今注目の中学校3選!偏差値が大きく伸びた学校の共通点〜兵庫編〜

中学受験では「志望校の偏差値が高いかどうか」だけでなく、「その学校が今どの方向に向かっているか」も重要な判断材料です。
この記事では、日能研の結果R4偏差値(合格可能性80%ライン)を2020年と2025年で比較し、兵庫県内で5年間に5ポイント以上の上昇が確認できた3校を紹介します。データをもとに上昇の背景も読み解きながら、受験校選びの参考にしてください。
※出典:日能研 関西 結果R4偏差値一覧(2020年3月版・2025年3月版)
5年間で偏差値が大きく伸びた兵庫の中学3校
① 夙川中学校(須磨夙川)
| 入試回 | 2020年R4 | 2025年R4 | 変化 |
|---|---|---|---|
| 主要回(午前) | 40〜47 | 50〜53 | +6〜+10 |
| 上位回(午後B) | 50〜52 | 56〜59 | +7〜+9 |
3校の中で最も上昇幅が大きい学校です。
もともと1880年創立の夙川学院(女子校)として歴史を持ちますが、2019年4月に須磨学園グループに加わり、神戸市兵庫区へ移転・男女共学化という大改革を断行しました。須磨学園が培ってきた進学指導のノウハウを取り入れたことで志願者数が急増し、わずか数年で偏差値が10ポイント以上跳ね上がりました。
「第二の須磨学園」と呼ばれることもあり、今後もさらなる上昇が期待される注目校です。
② 雲雀丘学園中学校
| 入試回 | 2020年R4 | 2025年R4 | 変化 |
|---|---|---|---|
| A入試(午前) | 44 | 51 | +7 |
| B入試(午後) | 51 | 58 | +7 |
男女ともにA・B両入試で一貫して7ポイント上昇しており、3校の中でデータの信頼性が最も高い学校です。
阪急宝塚線・雲雀丘花屋敷駅から徒歩すぐという好立地に加え、近年は探究型学習や国際教育への取り組みを強化しています。
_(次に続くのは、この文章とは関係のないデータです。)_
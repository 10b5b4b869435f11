//! Language model layer
//!
//! A provider-neutral request/response model plus the `LanguageModel` trait
//! agents talk to. The Gemini client is the production implementation.

pub mod gemini;
pub mod gemini_types;

pub use gemini::GeminiClient;

use async_trait::async_trait;
use serde::{Deserialize, Serialize};
use serde_json::Value;
use thiserror::Error;

/// Who authored a chat message
#[derive(Debug, Clone, Copy, PartialEq, Eq, Serialize, Deserialize)]
#[serde(rename_all = "lowercase")]
pub enum Role {
    /// End user
    User,
    /// The agent
    Assistant,
    /// Extra instructions
    System,
}

/// A single chat message as accepted by agents
#[derive(Debug, Clone, PartialEq, Serialize, Deserialize)]
pub struct ChatMessage {
    /// Author of the message
    pub role: Role,
    /// Message text
    pub content: String,
}

impl ChatMessage {
    /// Create a user message
    pub fn user(content: impl Into<String>) -> Self {
        Self {
            role: Role::User,
            content: content.into(),
        }
    }
}

/// Turn author from the model's point of view
#[derive(Debug, Clone, Copy, PartialEq, Eq)]
pub enum TurnRole {
    /// User input and tool results
    User,
    /// Model output
    Model,
}

/// One piece of a model turn
#[derive(Debug, Clone, PartialEq)]
pub enum ContentPart {
    /// Plain text
    Text(String),
    /// The model asks for a tool invocation
    ToolCall {
        /// Tool name
        name: String,
        /// Arguments object
        args: Value,
    },
    /// Result of a tool invocation sent back to the model
    ToolResult {
        /// Tool name
        name: String,
        /// Result object
        response: Value,
    },
}

/// A turn in the conversation sent to the model
#[derive(Debug, Clone, PartialEq)]
pub struct Turn {
    /// Author of the turn
    pub role: TurnRole,
    /// Content of the turn
    pub parts: Vec<ContentPart>,
}

impl Turn {
    /// A user turn holding text
    pub fn user_text(text: impl Into<String>) -> Self {
        Self {
            role: TurnRole::User,
            parts: vec![ContentPart::Text(text.into())],
        }
    }

    /// A model turn holding text
    pub fn model_text(text: impl Into<String>) -> Self {
        Self {
            role: TurnRole::Model,
            parts: vec![ContentPart::Text(text.into())],
        }
    }
}

/// Tool description advertised to the model
#[derive(Debug, Clone, PartialEq, Serialize)]
pub struct ToolDeclaration {
    /// Tool name the model uses to call it
    pub name: String,
    /// What the tool does
    pub description: String,
    /// JSON schema of the arguments object
    pub parameters: Value,
}

/// Everything the model needs for one generation
#[derive(Debug, Clone, Default)]
pub struct ModelRequest {
    /// System instructions
    pub system_instruction: Option<String>,
    /// Conversation so far
    pub turns: Vec<Turn>,
    /// Tools the model may call
    pub tools: Vec<ToolDeclaration>,
}

/// One generated model turn
#[derive(Debug, Clone, Default, PartialEq)]
pub struct ModelResponse {
    /// Generated parts, in order
    pub parts: Vec<ContentPart>,
}

impl ModelResponse {
    /// Tool calls requested in this turn
    pub fn tool_calls(&self) -> impl Iterator<Item = (&str, &Value)> {
        self.parts.iter().filter_map(|part| match part {
            ContentPart::ToolCall { name, args } => Some((name.as_str(), args)),
            _ => None,
        })
    }

    /// Text parts of this turn
    pub fn texts(&self) -> impl Iterator<Item = &str> {
        self.parts.iter().filter_map(|part| match part {
            ContentPart::Text(text) => Some(text.as_str()),
            _ => None,
        })
    }
}

/// Errors raised by language model providers
#[derive(Error, Debug)]
pub enum LlmError {
    /// No API key configured
    #[error("GEMINI_API_KEY environment variable is not set or is empty. Please set it to use the Gemini API.")]
    MissingApiKey,

    /// The HTTP request could not be sent
    #[error("Failed to send HTTP request to Gemini API: {0}")]
    Request(String),

    /// Too many requests
    #[error("Gemini API rate limit exceeded (HTTP 429): {0}")]
    RateLimited(String),

    /// Any other non-success status
    #[error("Gemini API returned error status {status}: {body}")]
    Status {
        /// HTTP status code
        status: u16,
        /// Response body
        body: String,
    },

    /// The response body could not be decoded
    #[error("Failed to parse JSON response from Gemini API: {0}")]
    Parse(String),

    /// The prompt was rejected by safety filters
    #[error("Gemini API blocked the prompt: {0}")]
    Blocked(String),

    /// The response carried nothing usable
    #[error("Gemini API response contains no candidates")]
    NoCandidates,
}

/// A text generation backend with tool calling
#[async_trait]
pub trait LanguageModel: Send + Sync {
    /// Model identifier (e.g. "gemini-2.5-flash")
    fn model_id(&self) -> &str;

    /// Provider name (e.g. "google")
    fn provider(&self) -> &str;

    /// Generate the next model turn
    async fn generate(&self, request: &ModelRequest) -> Result<ModelResponse, LlmError>;
}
大学合格実績も着実に向上しており、それが受験生・保護者からの評価につながっていると考えられます。
午前・午後入試ともに上昇しているため、受験機会を複数確保しやすい点も人気の要因のひとつです。
③ 三田学園中学校(男子)
| 入試回 | 2020年R4 | 2025年R4 | 変化 |
|---|---|---|---|
| 前期A-Sコース | 47 | 52 | +5 |
| 前期B-Sコース | 51 | 55〜57 | +4〜+6 |
※女子はほぼ横ばい。男子入試で顕著な上昇が見られます。
三田市に位置する中高一貫校で、大阪・神戸からのアクセスも比較的良好です。近年は探究型学習とグローバル教育(GCP・STREAMプログラム)の充実や、男子の進学実績向上が保護者の間で話題になっており、それが偏差値上昇に反映されていると見られます。
女子はほぼ変化がないため、男子受験生にとって特に検討価値が高い学校です。
3校に共通すること
データを見ると、この3校には共通した特徴が浮かびます。
1. 学校改革への積極投資
夙川中学校のグループ加入・共学化は最も分かりやすい例ですが、雲雀丘学園・三田学園もカリキュラム改革や探究・国際教育への注力を続けています。偏差値の上昇は、学校が変わろうとしているシグナルでもあります。
2. 中堅帯での急伸
3校とも元々40〜55程度の「中堅校」に位置していました。最難関校と異なり、学校改革の効果が偏差値に直接現れやすい帯域です。
3. 複数の入試回で同時上昇
1回だけの上昇では「たまたま」の可能性がありますが、この3校はいずれも複数の入試回で継続的に上昇しています。これは学校の実力が本物である証拠といえます。
まとめ
偏差値は学校の「現在地」を示しますが、その変化のトレンドは「これからの学校」を示します。
今回紹介した3校は、いずれも過去5年で着実に上昇してきた実績があります。現時点での偏差値だけで判断せず、学校がどのような方向に向かっているかも受験校選びの軸のひとつになるのではないでしょうか。